Extracted information:

........

// src/config/loader.rs

use std::fs;
use std::path::{Path, PathBuf};

use tracing::debug;

use crate::config::model::{RawTrackerConfig, TrackerConfig};
use crate::config::plan::{Plan, PlanFile};
use crate::errors::Result;

/// Read and deserialize a config file without semantic validation.
///
/// Use [`load_and_validate`] for the checked form.
pub fn load_from_path(path: impl AsRef<Path>) -> Result<RawTrackerConfig> {
    let contents = fs::read_to_string(path.as_ref())?;
    let config: RawTrackerConfig = toml::from_str(&contents)?;
    Ok(config)
}

/// Read, deserialize and validate a config file.
pub fn load_and_validate(path: impl AsRef<Path>) -> Result<TrackerConfig> {
    let raw = load_from_path(&path)?;
    TrackerConfig::try_from(raw)
}

/// Like [`load_and_validate`], but a missing file yields the defaults.
pub fn load_or_default(path: impl AsRef<Path>) -> Result<TrackerConfig> {
    let path = path.as_ref();
    if !path.exists() {
        debug!(path = %path.display(), "no config file; using defaults");
        return Ok(TrackerConfig::default());
    }
    load_and_validate(path)
}

/// Read a plan file and lift it into execution items.
///
/// This does not validate ordering; pass the items to
/// [`Computation::create`](crate::dag::Computation::create) for that.
pub fn load_plan(path: impl AsRef<Path>) -> Result<Plan> {
    let contents = fs::read_to_string(path.as_ref())?;
    let file: PlanFile = toml::from_str(&contents)?;
    Plan::try_from(file)
}

/// Default config location: `Trackdag.toml` in the working directory.
pub fn default_config_path() -> PathBuf {
    PathBuf::from("Trackdag.toml")
}
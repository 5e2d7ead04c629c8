// src/dag/closure.rs

//! Dependency closure over tracked items.
//!
//! Reduces the full dependency graph to edges between tracked items only:
//! an untracked item is replaced by the tracked items it (transitively)
//! depends on. Tracked dependencies are kept as-is and not expanded further,
//! so each closure is the set of tracked checkpoints that must be known
//! before the item itself can be considered ready.
//!
//! Runs in one forward pass over the topological order, O(items + edges).

use std::collections::{HashMap, HashSet};

use tracing::{debug, warn};

use crate::path::GlobalPath;

/// Path -> list of paths it depends on.
pub type DependencyMap = HashMap<GlobalPath, Vec<GlobalPath>>;

/// Compute the tracked-dependency closure.
///
/// - `tracked`: tracked paths (any order).
/// - `order`: every path, in topological order.
/// - `deps`: combined direct + logical dependencies per path.
///
/// The result has exactly one entry per tracked path appearing in `order`.
/// Values contain no duplicates and keep first-encounter order.
pub fn tracked_dependencies(
    tracked: &[GlobalPath],
    order: &[GlobalPath],
    deps: &DependencyMap,
) -> DependencyMap {
    let tracked: HashSet<&GlobalPath> = tracked.iter().collect();

    // Untracked path -> closure of tracked ancestors.
    let mut intermediate: DependencyMap = HashMap::new();
    let mut result: DependencyMap = HashMap::new();

    for path in order {
        let closure = collapse(path, deps, &tracked, &intermediate);

        if tracked.contains(path) {
            debug!(path = %path, deps = closure.len(), "tracked closure computed");
            result.insert(path.clone(), closure);
        } else {
            intermediate.insert(path.clone(), closure);
        }
    }

    result
}

/// Direct deps of `path` with every untracked dep replaced by its closure.
fn collapse(
    path: &GlobalPath,
    deps: &DependencyMap,
    tracked: &HashSet<&GlobalPath>,
    intermediate: &DependencyMap,
) -> Vec<GlobalPath> {
    let mut closure = Vec::new();
    let mut in_closure: HashSet<&GlobalPath> = HashSet::new();

    for dep in deps.get(path).map(Vec::as_slice).unwrap_or(&[]) {
        if tracked.contains(dep) {
            if in_closure.insert(dep) {
                closure.push(dep.clone());
            }
            continue;
        }

        // Ancestors are always processed first in topological order.
        let Some(inlined) = intermediate.get(dep) else {
            warn!(path = %path, dep = %dep, "dependency has no computed closure; skipping");
            continue;
        };
        for ancestor in inlined {
            if in_closure.insert(ancestor) {
                closure.push(ancestor.clone());
            }
        }
    }

    closure
}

........

What you need to do:
Each record above is to be written out again, without any change.

Result for this task:
// src/config/loader.rs

use std::fs;
use std::path::{Path, PathBuf};

use tracing::debug;

use crate::config::model::{RawTrackerConfig, TrackerConfig};
use crate::config::plan::{Plan, PlanFile};
use crate::errors::Result;

/// Read and deserialize a config file without semantic validation.
///
/// Use [`load_and_validate`] for the checked form.
pub fn load_from_path(path: impl AsRef<Path>) -> Result<RawTrackerConfig> {
    let contents = fs::read_to_string(path.as_ref())?;
    let config: RawTrackerConfig = toml::from_str(&contents)?;
    Ok(config)
}

/// Read, deserialize and validate a config file.
pub fn load_and_validate(path: impl AsRef<Path>) -> Result<TrackerConfig> {
    let raw = load_from_path(&path)?;
    TrackerConfig::try_from(raw)
}

/// Like [`load_and_validate`], but a missing file yields the defaults.
pub fn load_or_default(path: impl AsRef<Path>) -> Result<TrackerConfig> {
    let path = path.as_ref();
    if !path.exists() {
        debug!(path = %path.display(), "no config file; using defaults");
        return Ok(TrackerConfig::default());
    }
    load_and_validate(path)
}

/// Read a plan file and lift it into execution items.
///
/// This does not validate ordering; pass the items to
/// [`Computation::create`](crate::dag::Computation::create) for that.
pub fn load_plan(path: impl AsRef<Path>) -> Result<Plan> {
    let contents = fs::read_to_string(path.as_ref())?;
    let file: PlanFile = toml::from_str(&contents)?;
    Plan::try_from(file)
}

/// Default config location: `Trackdag.toml` in the working directory.
pub fn default_config_path() -> PathBuf {
    PathBuf::from("Trackdag.toml")
}
repository 5e2d7ead04c629c8
// src/dag/closure.rs

//! Dependency closure over tracked items.
//!
//! Reduces the full dependency graph to edges between tracked items only:
//! an untracked item is replaced by the tracked items it (transitively)
//! depends on. Tracked dependencies are kept as-is and not expanded further,
//! so each closure is the set of tracked checkpoints that must be known
//! before the item itself can be considered ready.
//!
//! Runs in one forward pass over the topological order, O(items + edges).

use std::collections::{HashMap, HashSet};

use tracing::{debug, warn};

use crate::path::GlobalPath;

/// Path -> list of paths it depends on.
pub type DependencyMap = HashMap<GlobalPath, Vec<GlobalPath>>;

/// Compute the tracked-dependency closure.
///
/// - `tracked`: tracked paths (any order).
/// - `order`: every path, in topological order.
/// - `deps`: combined direct + logical dependencies per path.
///
/// The result has exactly one entry per tracked path appearing in `order`.
/// Values contain no duplicates and keep first-encounter order.
pub fn tracked_dependencies(
    tracked: &[GlobalPath],
    order: &[GlobalPath],
    deps: &DependencyMap,
) -> DependencyMap {
    let tracked: HashSet<&GlobalPath> = tracked.iter().collect();

    // Untracked path -> closure of tracked ancestors.
    let mut intermediate: DependencyMap = HashMap::new();
    let mut result: DependencyMap = HashMap::new();

    for path in order {
        let closure = collapse(path, deps, &tracked, &intermediate);

        if tracked.contains(path) {
            debug!(path = %path, deps = closure.len(), "tracked closure computed");
            result.insert(path.clone(), closure);
        } else {
            intermediate.insert(path.clone(), closure);
        }
    }

    result
}

/// Direct deps of `path` with every untracked dep replaced by its closure.
fn collapse(
    path: &GlobalPath,
    deps: &DependencyMap,
    tracked: &HashSet<&GlobalPath>,
    intermediate: &DependencyMap,
) -> Vec<GlobalPath> {
    let mut closure = Vec::new();
    let mut in_closure: HashSet<&GlobalPath> = HashSet::new();

    for dep in deps.get(path).map(Vec::as_slice).unwrap_or(&[]) {
        if tracked.contains(dep) {
            if in_closure.insert(dep) {
                closure.push(dep.clone());
            }
            continue;
        }

        // Ancestors are always processed first in topological order.
        let Some(inlined) = intermediate.get(dep) else {
            warn!(path = %path, dep = %dep, "dependency has no computed closure; skipping");
            continue;
        };
        for ancestor in inlined {
            if in_closure.insert(ancestor) {
                closure.push(ancestor.clone());
            }
        }
    }

    closure
}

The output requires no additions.